François Mitterrand signa les accords gaziers de 1982, très avantageux pour l’Algérie. Il fut en 1987 fut le premier président français à se rendre en Algérie en visite officielle. Quoique le président socialiste ait été, sous la IVe République, un intraitable partisan de l’Algérie française, dont il comptait maint nostalgiques dans son entourage, il donnait ainsi satisfaction à la composante anticolonialiste et pro-algérienne de la gauche.
Jacques Chirac a plus ou mois continué sur la même ligne : poursuivant des échanges dont on fait semblant de croire qu’ils sont normaux, se refusant à toute polémique avec un pays qui a le droit de dire sur nous ce qui, venant de tout autre, serait jugé inacceptable.
Les motivations de cette attitude des dirigeants français sont diverses.
L’importance des intérêts croisés : immigration, pétrole, commerce (la France est le premier client, le troisième fournisseur de l’Algérie) les rend prudents. La France et l’Algérie restent l’un pour l’autre des partenaires commerciaux privilégiés.
Une partie de l’intelligentsia française partage malheureusement la thèse algérienne d’une France criminelle.
Les dirigeants algériens ont aussi toujours su manier le chantage au fondamentalisme, surtout depuis que le Front islamique du Salut (FIS) eut gagné les élections de 1992, victoire sans lendemain puisque elle fut suivie d’un coup d’état destiné à maintenir au pouvoir un FLN corrompu. Aucun gouvernement français n’a eu le cran d’envoyer paître Alger sur le thème « Et bien, tant pis si les fondamentalistes arrivent au pouvoir ; pour le moment cessez de nous couvrir d’injures ».

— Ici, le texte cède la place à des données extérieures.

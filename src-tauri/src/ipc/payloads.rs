//! IPC Payloads
//!
//! DTOs crossing the backend/frontend boundary. All types are exported to
//! TypeScript via specta.

use serde::{Deserialize, Serialize};
use specta::Type;

use crate::core::captions::CaptionEntry;
use crate::core::session::CaptionDraft;
use crate::core::timecode::format_timecode;
use crate::core::TimeSec;
use crate::WidgetSession;

// =============================================================================
// Caption DTOs
// =============================================================================

/// A caption entry as the frontend renders it
#[derive(Debug, Clone, Serialize, Deserialize, Type)]
#[serde(rename_all = "camelCase")]
pub struct CaptionDto {
    /// Caption ID
    pub id: String,
    /// Caption text
    pub text: String,
    /// Start time in whole seconds
    pub start_sec: u32,
    /// End time in whole seconds
    pub end_sec: u32,
    /// Start time formatted as "HH:MM:SS"
    pub start_timecode: String,
    /// End time formatted as "HH:MM:SS"
    pub end_timecode: String,
    /// Ready-made list line: `HH:MM:SS - HH:MM:SS: "text"`
    pub label: String,
}

impl From<&CaptionEntry> for CaptionDto {
    fn from(entry: &CaptionEntry) -> Self {
        let start_timecode = format_timecode(entry.start_sec);
        let end_timecode = format_timecode(entry.end_sec);
        let label = format!("{} - {}: \"{}\"", start_timecode, end_timecode, entry.text);

        Self {
            id: entry.id.clone(),
            text: entry.text.clone(),
            start_sec: entry.start_sec,
            end_sec: entry.end_sec,
            start_timecode,
            end_timecode,
            label,
        }
    }
}

/// The caption active at the current playback position.
///
/// `text` is the empty string when no caption matches, matching the widget's
/// display contract.
#[derive(Debug, Clone, Serialize, Deserialize, Type)]
#[serde(rename_all = "camelCase")]
pub struct ActiveCaptionDto {
    /// ID of the active caption, if any
    pub caption_id: Option<String>,
    /// Active caption text, or empty
    pub text: String,
}

impl From<&WidgetSession> for ActiveCaptionDto {
    fn from(session: &WidgetSession) -> Self {
        let active = session.state.active_caption();
        Self {
            caption_id: active.map(|c| c.id.clone()),
            text: active.map(|c| c.text.clone()).unwrap_or_default(),
        }
    }
}

// =============================================================================
// Session DTOs
// =============================================================================

/// The pending caption form
#[derive(Debug, Clone, Default, Serialize, Deserialize, Type)]
#[serde(rename_all = "camelCase")]
pub struct DraftDto {
    /// Caption text
    pub text: String,
    /// Start timecode string
    pub start: String,
    /// End timecode string
    pub end: String,
}

impl From<&CaptionDraft> for DraftDto {
    fn from(draft: &CaptionDraft) -> Self {
        Self {
            text: draft.text.clone(),
            start: draft.start.clone(),
            end: draft.end.clone(),
        }
    }
}

/// Snapshot of the widget session for the frontend
#[derive(Debug, Clone, Serialize, Deserialize, Type)]
#[serde(rename_all = "camelCase")]
pub struct SessionInfoDto {
    /// Currently loaded source URL, if any
    pub source_url: Option<String>,
    /// Last reported playback position in seconds
    pub position_sec: TimeSec,
    /// Number of captions on the track
    pub caption_count: usize,
    /// Pending caption form
    pub draft: DraftDto,
}

impl From<&WidgetSession> for SessionInfoDto {
    fn from(session: &WidgetSession) -> Self {
        Self {
            source_url: session.state.source.as_ref().map(|s| s.url.clone()),
            position_sec: session.state.position_sec,
            caption_count: session.state.track.len(),
            draft: DraftDto::from(&session.state.draft),
        }
    }
}

// =============================================================================
// Tests
// =============================================================================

L’Eglise catholique avait, depuis le début, sous l’influence du cardinal Duval, évêque l’Alger au moment de l’indépendance, suivi une ligne proche de celle du gouvernement français : maintien d’une présence discrète, respectueuse de l’islam, refus de tout prosélytisme, absence de réaction face aux multiples pressions, brimades, voire assassinats dont furent victimes depuis 1962 les Algériens de confession chrétienne. L’assassinat des moines de Tibhirine en 1996, comme celui de Mgr Claverie, évêque d’Oran, la même année, marquent l’aboutissement de cette politique. Ce qu’elle pouvait avoir, malgré tout, de grand a valu au film « Des dieux et des hommes » le succès que l’on sait.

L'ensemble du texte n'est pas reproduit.